***** MATERIAL FOR THIS EXERCISE

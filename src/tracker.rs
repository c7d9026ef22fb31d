//! Transfer Session Tracker
//!
//! Owns one `TransferSession` per client in a concurrent table. Each entry has
//! its own lock, so transitions for one client never wait on another client.
//! Locks are held only while a transition is applied, never across host I/O.

use dashmap::DashMap;
use std::sync::Arc;
use std::time::Duration;
use tokio::sync::{watch, Mutex};
use tokio::time::Instant;
use tracing::{debug, info, warn};
use uuid::Uuid;

use crate::config::TransferConfig;
use crate::domain::{
    AttemptOutcome, ClientId, Destination, Resolution, SessionLimits, SessionState,
    TransferRequest, TransferSession, TransferStatus, TransferTarget, Trigger,
};
use crate::error::{Result, TransferError};

/// Configuration for the tracker
#[derive(Debug, Clone, Copy)]
pub struct TrackerConfig {
    pub limits: SessionLimits,
    /// Bounded wait for an outcome after entering Pending
    pub attempt_timeout: Duration,
}

impl Default for TrackerConfig {
    fn default() -> Self {
        Self {
            limits: SessionLimits::default(),
            attempt_timeout: Duration::from_secs(10),
        }
    }
}

impl From<&TransferConfig> for TrackerConfig {
    fn from(config: &TransferConfig) -> Self {
        Self {
            limits: SessionLimits {
                retry_ceiling: config.retry_ceiling.max(1),
                history_limit: config.history_limit.max(1),
            },
            attempt_timeout: Duration::from_millis(config.attempt_timeout_ms),
        }
    }
}

/// Session plus the runtime state that does not belong in the record itself
#[derive(Debug)]
struct SessionEntry {
    session: TransferSession,
    current_server: Option<Destination>,
    deadline: Option<Instant>,
    status_tx: Option<watch::Sender<TransferStatus>>,
}

impl SessionEntry {
    fn new(client_id: ClientId, current_server: Option<Destination>) -> Self {
        Self {
            session: TransferSession::new(client_id),
            current_server,
            deadline: None,
            status_tx: None,
        }
    }

    fn publish(&mut self, status: TransferStatus) {
        let finished = status.is_final();
        if let Some(tx) = self.status_tx.as_ref() {
            let _ = tx.send(status);
        }
        if finished {
            self.status_tx = None;
        }
    }
}

/// Handle given to whoever started a transfer run
#[derive(Debug)]
pub struct TransferTicket {
    pub request: TransferRequest,
    status: watch::Receiver<TransferStatus>,
}

impl TransferTicket {
    /// Latest known status
    pub fn status(&self) -> TransferStatus {
        self.status.borrow().clone()
    }

    /// Wait until the run is Confirmed or Failed.
    ///
    /// Dropping the ticket does not affect the run.
    pub async fn wait(mut self) -> TransferStatus {
        loop {
            let status = self.status.borrow_and_update().clone();
            if status.is_final() {
                return status;
            }
            if self.status.changed().await.is_err() {
                let last = self.status.borrow().clone();
                if last.is_final() {
                    return last;
                }
                return TransferStatus::Failed {
                    target: self.request.target.name.clone(),
                    attempts: self.request.run_attempt,
                    reason: "client session closed".to_string(),
                };
            }
        }
    }
}

pub struct TransferTracker {
    config: TrackerConfig,
    sessions: DashMap<ClientId, Arc<Mutex<SessionEntry>>>,
}

impl TransferTracker {
    pub fn new(config: TrackerConfig) -> Self {
        Self {
            config,
            sessions: DashMap::new(),
        }
    }

    pub fn config(&self) -> &TrackerConfig {
        &self.config
    }

    pub fn attempt_timeout(&self) -> Duration {
        self.config.attempt_timeout
    }

    // The map guard is dropped before the entry lock is awaited
    fn entry(&self, client_id: &ClientId) -> Arc<Mutex<SessionEntry>> {
        self.sessions
            .entry(client_id.clone())
            .or_insert_with(|| Arc::new(Mutex::new(SessionEntry::new(client_id.clone(), None))))
            .value()
            .clone()
    }

    fn existing(&self, client_id: &ClientId) -> Option<Arc<Mutex<SessionEntry>>> {
        self.sessions.get(client_id).map(|e| e.value().clone())
    }

    /// Client connected: create its session (or refresh its current server)
    pub async fn open_session(&self, client_id: &ClientId, current_server: Option<Destination>) {
        let entry = self.entry(client_id);
        let mut entry = entry.lock().await;
        if current_server.is_some() {
            entry.current_server = current_server;
        }
        debug!("Session opened for {}", client_id);
    }

    /// Client disconnected: destroy its session. A pending run ends as failed
    /// and any late host outcome for it is ignored.
    pub async fn close_session(&self, client_id: &ClientId) -> Option<TransferSession> {
        let (_, entry) = self.sessions.remove(client_id)?;
        let mut entry = entry.lock().await;

        if let Some(current) = entry.session.current_attempt.clone() {
            if entry.session.state.is_pending() {
                info!(
                    "Client {} disconnected with transfer to {} pending (attempt {})",
                    client_id, current.target.name, current.attempt
                );
                entry.deadline = None;
                entry.publish(TransferStatus::Failed {
                    target: current.target.name.clone(),
                    attempts: current.run_attempt,
                    reason: "client disconnected".to_string(),
                });
            }
        }

        debug!("Session closed for {}", client_id);
        Some(entry.session.clone())
    }

    /// Client moved to another server outside of this core
    pub async fn set_current_server(&self, client_id: &ClientId, server: Destination) -> Result<()> {
        let entry = self
            .existing(client_id)
            .ok_or_else(|| TransferError::NotFound(format!("session of {}", client_id)))?;
        entry.lock().await.current_server = Some(server);
        Ok(())
    }

    pub async fn current_server(&self, client_id: &ClientId) -> Option<Destination> {
        let entry = self.existing(client_id)?;
        let entry = entry.lock().await;
        entry.current_server.clone()
    }

    /// Idle -> Pending. Fails with `AlreadyPending` while a run is in flight.
    pub async fn begin_transfer(
        &self,
        client_id: &ClientId,
        target: TransferTarget,
        trigger: Trigger,
    ) -> Result<TransferTicket> {
        let entry = self.entry(client_id);
        let mut entry = entry.lock().await;

        let request = entry.session.begin(client_id, target, trigger)?;
        entry.deadline = Some(Instant::now() + self.config.attempt_timeout);

        let (status_tx, status_rx) = watch::channel(TransferStatus::Pending {
            target: request.target.name.clone(),
            attempt: request.run_attempt,
        });
        entry.status_tx = Some(status_tx);

        info!(
            "Transfer {} started: {} -> {} ({} trigger)",
            request.transfer_id, client_id, request.target, trigger
        );

        Ok(TransferTicket {
            request,
            status: status_rx,
        })
    }

    /// Apply the outcome of one attempt.
    ///
    /// Outcomes for attempts that are no longer current (already timed out,
    /// session closed) resolve to `Resolution::Stale` and change nothing.
    pub async fn report_outcome(
        &self,
        client_id: &ClientId,
        transfer_id: Uuid,
        attempt: u32,
        outcome: AttemptOutcome,
        fallback: Option<TransferTarget>,
    ) -> Result<Resolution> {
        let Some(entry) = self.existing(client_id) else {
            debug!("Outcome for {} ignored: no session", client_id);
            return Ok(Resolution::Stale);
        };
        let mut entry = entry.lock().await;

        let reason = outcome.to_string();
        let resolution =
            entry
                .session
                .report(transfer_id, attempt, outcome, fallback, self.config.limits)?;

        match &resolution {
            Resolution::Confirmed(request) => {
                entry.deadline = None;
                entry.current_server = Some(request.target.destination.clone());
                entry.publish(TransferStatus::Confirmed {
                    target: request.target.name.clone(),
                    attempts: request.run_attempt,
                });
                info!(
                    "Transfer {} confirmed: {} -> {} (attempt {})",
                    transfer_id, client_id, request.target, request.attempt
                );
            }
            Resolution::Retry(next) => {
                entry.deadline = Some(Instant::now() + self.config.attempt_timeout);
                entry.publish(TransferStatus::Pending {
                    target: next.target.name.clone(),
                    attempt: next.run_attempt,
                });
                warn!(
                    "Transfer {} attempt {} failed ({}), retrying against {} (attempt {}/{})",
                    transfer_id,
                    attempt,
                    reason,
                    next.target,
                    next.run_attempt,
                    self.config.limits.retry_ceiling
                );
            }
            Resolution::Failed(request) => {
                entry.deadline = None;
                entry.publish(TransferStatus::Failed {
                    target: request.target.name.clone(),
                    attempts: request.run_attempt,
                    reason: reason.clone(),
                });
                warn!(
                    "Transfer {} failed after {} attempt(s): {}",
                    transfer_id, request.run_attempt, reason
                );
            }
            Resolution::Stale => {
                debug!(
                    "Stale outcome for {} (transfer {}, attempt {}): {}",
                    client_id, transfer_id, attempt, reason
                );
            }
        }

        Ok(resolution)
    }

    /// Pending -> Failed on operator request
    pub async fn abort(&self, client_id: &ClientId, reason: &str) -> Result<TransferRequest> {
        let entry = self.existing(client_id).ok_or_else(|| TransferError::NotPending {
            client_id: client_id.to_string(),
        })?;
        let mut entry = entry.lock().await;

        let request = entry.session.abort(reason, self.config.limits)?;
        entry.deadline = None;
        entry.publish(TransferStatus::Failed {
            target: request.target.name.clone(),
            attempts: request.run_attempt,
            reason: format!("aborted: {}", reason),
        });
        warn!(
            "Transfer {} for {} aborted: {}",
            request.transfer_id, client_id, reason
        );
        Ok(request)
    }

    /// Pending attempts whose deadline has passed
    pub async fn overdue(&self) -> Vec<TransferRequest> {
        let entries: Vec<_> = self.sessions.iter().map(|e| e.value().clone()).collect();
        let now = Instant::now();
        let mut due = Vec::new();

        for entry in entries {
            let entry = entry.lock().await;
            if let (Some(deadline), Some(current)) =
                (entry.deadline, entry.session.current_attempt.as_ref())
            {
                if deadline <= now && entry.session.state.is_pending() {
                    due.push(current.clone());
                }
            }
        }

        due
    }

    /// Snapshot of one client's session
    pub async fn session(&self, client_id: &ClientId) -> Option<TransferSession> {
        let entry = self.existing(client_id)?;
        let entry = entry.lock().await;
        Some(entry.session.clone())
    }

    pub async fn state(&self, client_id: &ClientId) -> Option<SessionState> {
        self.session(client_id).await.map(|s| s.state)
    }

    pub fn session_count(&self) -> usize {
        self.sessions.len()
    }

    pub async fn pending_count(&self) -> usize {
        let entries: Vec<_> = self.sessions.iter().map(|e| e.value().clone()).collect();
        let mut pending = 0;
        for entry in entries {
            if entry.lock().await.session.state.is_pending() {
                pending += 1;
            }
        }
        pending
    }
}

**********

### EXERCISE INSTRUCTIONS
What lines in the material above hold the string "Stale"? List them.

### WRITTEN RESPONSE
    /// session closed) resolve to `Resolution::Stale` and change nothing.
            return Ok(Resolution::Stale);
            Resolution::Stale => {
                    "Stale outcome for {} (transfer {}, attempt {}): {}",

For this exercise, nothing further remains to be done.